“Clocks” - Coldplay



"Clocks" emerged in conception during the late stages into the production of Coldplay's second album, A Rush of Blood to the Head. The band's vocalist, Chris Martin, came in studio late one night. A riff popped up in Martin's mind and wrote it on the piano. Martin presented the riff to the band's guitarist, Jonny Buckland, who then added guitar chords on the basic track.

During the writing of "Clocks", the band had already made 10 songs for the album. With this, they thought it was too late for the song's inclusion in the album. So, they recorded a demo version of the track and saved it with other unfinished tracks, labeling it "Songs for #3"; the band considered these tracks for their third album, X&Y.

Although the band left "Clocks" unfinished, a friend of Martin heard of it and convinced him to finish the track. Marked by its lyrics which speak of urgency, Martin's friend pointed out that its meaning would contradict Martin's idea of stashing the track.
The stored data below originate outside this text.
//! Background work queue for deferred storage mutations

use crate::error::{Result, StoreError};
use futures::future::BoxFuture;
use futures::FutureExt;
use std::panic::AssertUnwindSafe;
use tokio::sync::mpsc::error::TrySendError;
use tokio::sync::{mpsc, oneshot};
use tracing::{debug, error};

/// A deferred unit of storage work
pub type Task = BoxFuture<'static, ()>;

/// Executes submitted tasks off the caller's thread, each exactly once.
pub trait WorkQueue: Send + Sync {
    /// Hand a task to the queue without waiting for it to run
    fn submit(&self, task: Task) -> Result<()>;
}

enum Job {
    Run(Task),
    Marker(oneshot::Sender<()>),
}

/// Backlog accepted by [`BackgroundQueue::spawn`]
pub const DEFAULT_QUEUE_CAPACITY: usize = 1024;

/// FIFO [`WorkQueue`] served by a single Tokio worker task.
///
/// The backlog is bounded; `submit` fails with [`StoreError::QueueFull`]
/// instead of growing memory when the worker falls behind. The worker stops
/// once every handle to the queue has been dropped and the backlog is empty.
#[derive(Clone)]
pub struct BackgroundQueue {
    tx: mpsc::Sender<Job>,
}

impl BackgroundQueue {
    /// Start the worker with the default backlog. Must be called from within
    /// a Tokio runtime.
    pub fn spawn() -> Self {
        Self::with_capacity(DEFAULT_QUEUE_CAPACITY)
    }

    /// Start the worker holding at most `capacity` pending jobs
    pub fn with_capacity(capacity: usize) -> Self {
        let (tx, rx) = mpsc::channel(capacity.max(1));
        tokio::spawn(run_worker(rx));
        Self { tx }
    }

    /// Wait until every task submitted before this call has finished
    pub async fn drain(&self) {
        let (done_tx, done_rx) = oneshot::channel();
        if self.tx.send(Job::Marker(done_tx)).await.is_err() {
            return;
        }
        let _ = done_rx.await;
    }
}

impl WorkQueue for BackgroundQueue {
    fn submit(&self, task: Task) -> Result<()> {
        self.tx.try_send(Job::Run(task)).map_err(|e| match e {
            TrySendError::Full(_) => StoreError::QueueFull,
            TrySendError::Closed(_) => StoreError::QueueClosed,
        })
    }
}

async fn run_worker(mut rx: mpsc::Receiver<Job>) {
    while let Some(job) = rx.recv().await {
        match job {
            Job::Run(task) => {
                if AssertUnwindSafe(task).catch_unwind().await.is_err() {
                    error!("Background task panicked");
                }
            }
            Job::Marker(done) => {
                let _ = done.send(());
            }
        }
    }
    debug!("Background queue stopped");
}
//! Expiration-aware hashed blob store
//!
//! Stores byte payloads under application-chosen keys. Every record's
//! metadata (key, expiration, last update, optimized flag) is encoded into its
//! file name inside a hash-sharded directory tree, so the store can be rebuilt
//! after a restart by listing directories alone. Several versions of a key may
//! sit on disk at once; lookups surface the one expiring last and schedule the
//! rest for removal.

pub mod backend;
pub mod config;
pub mod encoder;
pub mod error;
pub mod provider;
pub mod queue;
mod types;

pub use backend::{FsStorage, StorageBackend};
pub use config::StoreConfig;
pub use error::{Result, StoreError};
pub use provider::{HashedStoreProvider, StoreProvider};
pub use queue::{BackgroundQueue, Task, WorkQueue};
pub use types::{from_ticks, to_ticks, ProviderStats, RecordDescriptor};
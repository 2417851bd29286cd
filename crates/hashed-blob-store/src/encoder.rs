//! Key encoding: shard directories and metadata-carrying file names
//!
//! A record lives at `«c/<shard>/<escaped-name>»<optimized>»<expiration>»<updated>`.
//! The shard is derived from the logical key alone, so several keys may share
//! one shard directory. Everything needed to rebuild a [`RecordDescriptor`]
//! is in the file name; listing a shard never has to open a file.

use crate::backend::StorageBackend;
use crate::error::Result;
use crate::types::{from_ticks, to_ticks, RecordDescriptor};
use sha2::{Digest, Sha256};
use std::path::{Path, PathBuf};

/// Field separator inside a record file name. Never produced by escaping.
pub const FILE_NAME_SEPARATOR: char = '»';

/// Reserved top-level directory holding every shard directory
pub const CACHE_DIRECTORY_NAME: &str = "«c";

/// Longest record file name most file systems accept
pub const MAX_FILE_NAME_BYTES: usize = 255;

/// Bytes of the key digest used for the shard name (rendered as hex)
const SHARD_HASH_BYTES: usize = 4;

/// Hex shard name for a logical key
pub fn shard_hash(unique_name: &str) -> String {
    let digest = Sha256::digest(unique_name.as_bytes());
    hex::encode(&digest[..SHARD_HASH_BYTES])
}

/// Shard directory for a logical key, relative to the store root
pub fn shard_directory(unique_name: &str) -> PathBuf {
    Path::new(CACHE_DIRECTORY_NAME).join(shard_hash(unique_name))
}

/// Whether a directory name under the cache root is a shard directory
pub fn is_shard_directory(name: &str) -> bool {
    name.len() == SHARD_HASH_BYTES * 2
        && name
            .bytes()
            .all(|b| b.is_ascii_digit() || (b'a'..=b'f').contains(&b))
}

fn escape_name(unique_name: &str) -> String {
    urlencoding::encode(unique_name).into_owned()
}

fn unescape_name(escaped: &str) -> Option<String> {
    urlencoding::decode(escaped).ok().map(|s| s.into_owned())
}

fn parse_flag(field: &str) -> Option<bool> {
    if field.eq_ignore_ascii_case("true") {
        Some(true)
    } else if field.eq_ignore_ascii_case("false") {
        Some(false)
    } else {
        None
    }
}

/// Leaf file name for a descriptor
pub fn encode_file_name(descriptor: &RecordDescriptor) -> String {
    format!(
        "{name}{sep}{optimized}{sep}{expiration}{sep}{updated}",
        name = escape_name(descriptor.unique_name()),
        sep = FILE_NAME_SEPARATOR,
        optimized = descriptor.is_optimized(),
        expiration = to_ticks(&descriptor.expiration_time()),
        updated = to_ticks(&descriptor.updated_time()),
    )
}

/// Full path of a descriptor's file, relative to the store root
pub fn record_path(descriptor: &RecordDescriptor) -> PathBuf {
    shard_directory(descriptor.unique_name()).join(encode_file_name(descriptor))
}

/// Rebuild a descriptor from a record file name or path.
///
/// Only the last path component is decoded. Returns `None` for the cache
/// directory itself, shard directories, partially written files and any
/// name that does not hold exactly four well-formed fields.
pub fn decode_file_name(name: &str) -> Option<RecordDescriptor> {
    let leaf = Path::new(name).file_name()?.to_str()?;
    if leaf == CACHE_DIRECTORY_NAME {
        return None;
    }

    let parts: Vec<&str> = leaf.split(FILE_NAME_SEPARATOR).collect();
    if parts.len() != 4 {
        return None;
    }

    let unique_name = unescape_name(parts[0])?;
    let is_optimized = parse_flag(parts[1])?;
    let expiration_time = from_ticks(parts[2].parse::<i64>().ok()?)?;
    let updated_time = from_ticks(parts[3].parse::<i64>().ok()?)?;

    Some(
        RecordDescriptor::new(unique_name, expiration_time, updated_time)
            .with_optimized(is_optimized),
    )
}

/// Create every missing directory above `file_path` before a write.
///
/// Directories that already exist are not an error.
pub async fn ensure_path<B>(backend: &B, file_path: &Path) -> Result<()>
where
    B: StorageBackend + ?Sized,
{
    match file_path.parent() {
        Some(parent) if !parent.as_os_str().is_empty() => {
            backend.create_folder_all(parent).await
        }
        _ => Ok(()),
    }
}

#[cfg(test)]
mod tests {
    use super::*;
    use crate::backend::FsStorage;
    use chrono::{Duration, TimeZone, Utc};
    use tempfile::tempdir;

    fn descriptor(name: &str) -> RecordDescriptor {
        let updated = Utc.timestamp_opt(1_700_000_000, 250_000_000).unwrap();
        RecordDescriptor::new(name, updated + Duration::hours(1), updated)
    }

    #[test]
    fn test_shard_hash_is_stable() {
        let a = shard_hash("weather/98052");
        let b = shard_hash("weather/98052");
        let c = shard_hash("weather/10001");

        assert_eq!(a, b);
        assert_ne!(a, c);
        assert_eq!(a.len(), 8);
        assert!(is_shard_directory(&a));
    }

    #[test]
    fn test_shard_directory_under_cache_root() {
        let dir = shard_directory("k");
        let mut components = dir.components();
        assert_eq!(components.next().unwrap().as_os_str(), CACHE_DIRECTORY_NAME);
        assert_eq!(components.next().unwrap().as_os_str(), shard_hash("k").as_str());
        assert!(components.next().is_none());
    }

    #[test]
    fn test_is_shard_directory() {
        assert!(is_shard_directory("0a1b2c3d"));
        assert!(!is_shard_directory("0A1B2C3D"));
        assert!(!is_shard_directory("0a1b2c3"));
        assert!(!is_shard_directory("0a1b2c3g"));
        assert!(!is_shard_directory(CACHE_DIRECTORY_NAME));
    }

    #[test]
    fn test_encode_file_name_layout() {
        let d = descriptor("weather/98052");
        let name = encode_file_name(&d);
        let parts: Vec<&str> = name.split(FILE_NAME_SEPARATOR).collect();

        assert_eq!(parts.len(), 4);
        assert_eq!(parts[0], "weather%2F98052");
        assert_eq!(parts[1], "false");
        assert_eq!(parts[2], to_ticks(&d.expiration_time()).to_string());
        assert_eq!(parts[3], to_ticks(&d.updated_time()).to_string());
    }

    #[test]
    fn test_round_trip() {
        for name in ["k", "weather/98052", "with space", "ünïcødé ✓", "a%2Fb", "q?x=1&y=2"] {
            let d = descriptor(name).with_optimized(true);
            assert_eq!(decode_file_name(&encode_file_name(&d)), Some(d.clone()));
            let path = record_path(&d);
            assert_eq!(decode_file_name(path.to_str().unwrap()), Some(d));
        }
    }

    #[test]
    fn test_separator_in_key_is_escaped() {
        let name = format!("left{0}middle{0}right", FILE_NAME_SEPARATOR);
        let d = descriptor(&name);
        let encoded = encode_file_name(&d);

        assert_eq!(encoded.matches(FILE_NAME_SEPARATOR).count(), 3);
        assert_eq!(decode_file_name(&encoded).unwrap().unique_name(), name);
    }

    #[test]
    fn test_decode_rejects_wrong_field_count() {
        assert!(decode_file_name("just-a-file").is_none());
        assert!(decode_file_name("a»true»1").is_none());
        assert!(decode_file_name("a»true»1»2»3").is_none());
    }

    #[test]
    fn test_decode_rejects_bad_fields() {
        assert!(decode_file_name("a»maybe»1»2").is_none());
        assert!(decode_file_name("a»true»soon»2").is_none());
        assert!(decode_file_name("a»true»1»2.partial").is_none());
        assert!(decode_file_name("a»true»-5»2").is_none());
        assert!(decode_file_name("%FF»true»1»2").is_none());
    }

    #[test]
    fn test_decode_accepts_legacy_flag_casing() {
        let d = decode_file_name("key»True»637000000000000000»637000000000000000").unwrap();
        assert!(d.is_optimized());
        assert_eq!(d.unique_name(), "key");
    }

    #[test]
    fn test_decode_ignores_bookkeeping_directories() {
        assert!(decode_file_name(CACHE_DIRECTORY_NAME).is_none());
        let shard = shard_directory("k");
        assert!(decode_file_name(shard.to_str().unwrap()).is_none());
    }

    #[tokio::test]
    async fn test_ensure_path_creates_and_tolerates_existing() {
        let dir = tempdir().unwrap();
        let storage = FsStorage::new(dir.path().to_path_buf());
        let path = record_path(&descriptor("k"));

        ensure_path(&storage, &path).await.unwrap();
        ensure_path(&storage, &path).await.unwrap();

        assert!(dir.path().join(shard_directory("k")).is_dir());
    }
}
//! Error types for the hashed store CLI

use std::fmt;

#[derive(Debug)]
pub enum CliError {
    Store(hashed_blob_store::StoreError),
    Io(Box<std::io::Error>),
    Json(serde_json::Error),
    NotFound(String),
    WriteDropped(String),
    Config(String),
}

impl fmt::Display for CliError {
    fn fmt(&self, f: &mut fmt::Formatter<'_>) -> fmt::Result {
        match self {
            CliError::Store(err) => write!(f, "Store error: {}", err),
            CliError::Io(err) => write!(f, "IO error: {}", err),
            CliError::Json(err) => write!(f, "JSON error: {}", err),
            CliError::NotFound(key) => write!(f, "No record for key: {}", key),
            CliError::WriteDropped(key) => write!(f, "Write for key was dropped: {}", key),
            CliError::Config(msg) => write!(f, "Configuration error: {}", msg),
        }
    }
}

impl std::error::Error for CliError {
    fn source(&self) -> Option<&(dyn std::error::Error + 'static)> {
        match self {
            CliError::Store(err) => Some(err),
            CliError::Io(err) => Some(err.as_ref()),
            CliError::Json(err) => Some(err),
            _ => None,
        }
    }
}

impl From<hashed_blob_store::StoreError> for CliError {
    fn from(err: hashed_blob_store::StoreError) -> Self {
        CliError::Store(err)
    }
}

impl From<std::io::Error> for CliError {
    fn from(err: std::io::Error) -> Self {
        CliError::Io(Box::new(err))
    }
}

impl From<serde_json::Error> for CliError {
    fn from(err: serde_json::Error) -> Self {
        CliError::Json(err)
    }
}

impl From<tracing_subscriber::filter::ParseError> for CliError {
    fn from(err: tracing_subscriber::filter::ParseError) -> Self {
        CliError::Config(err.to_string())
    }
}

pub type Result<T> = std::result::Result<T, CliError>;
Persuaded by his friend, Martin assumed on further developing the track. Other band members supplemented their ideas on the main piano track; they added a bass figure and drums. The last song included in the album, Coldplay recorded the song very fast. By the time Martin recorded his vocals, a few people inside the studio felt the song "is something special". According to Martin, "Clocks" was inspired by the English rock band Muse.
"Clocks" is a piano rock song. Its musicscape is built around a repeating piano riff, and features a minimalist soundscape of drums and bass. It also includes synthesizers and a sparse string arrangement.

The song's lyrical themes include contrast, contradictions and urgency. Chris Martin sings of being in the state of "helplessness ... in a dysfunctional relationship he doesn't necessarily want to escape". The lyrics are cryptic; the ending lines of the second verse emphasize contradiction of emotion: "Come out upon my seas/Cursed missed opportunities/Am I a part of the cure/Or am I part of the disease?".The song's title also "metaphorically alludes" to its lyrics, "pushing one to wonder about the world’s obsession with time while connecting it to the theory: make the best of it when we’re here, present and alive".

This won the Grammy for 2003 Record Of The Year. In accepting the award, lead singer Chris Martin dedicated it to the late Johnny Cash and to US presidential candidate John Kerry, "Who hopefully will be your president someday."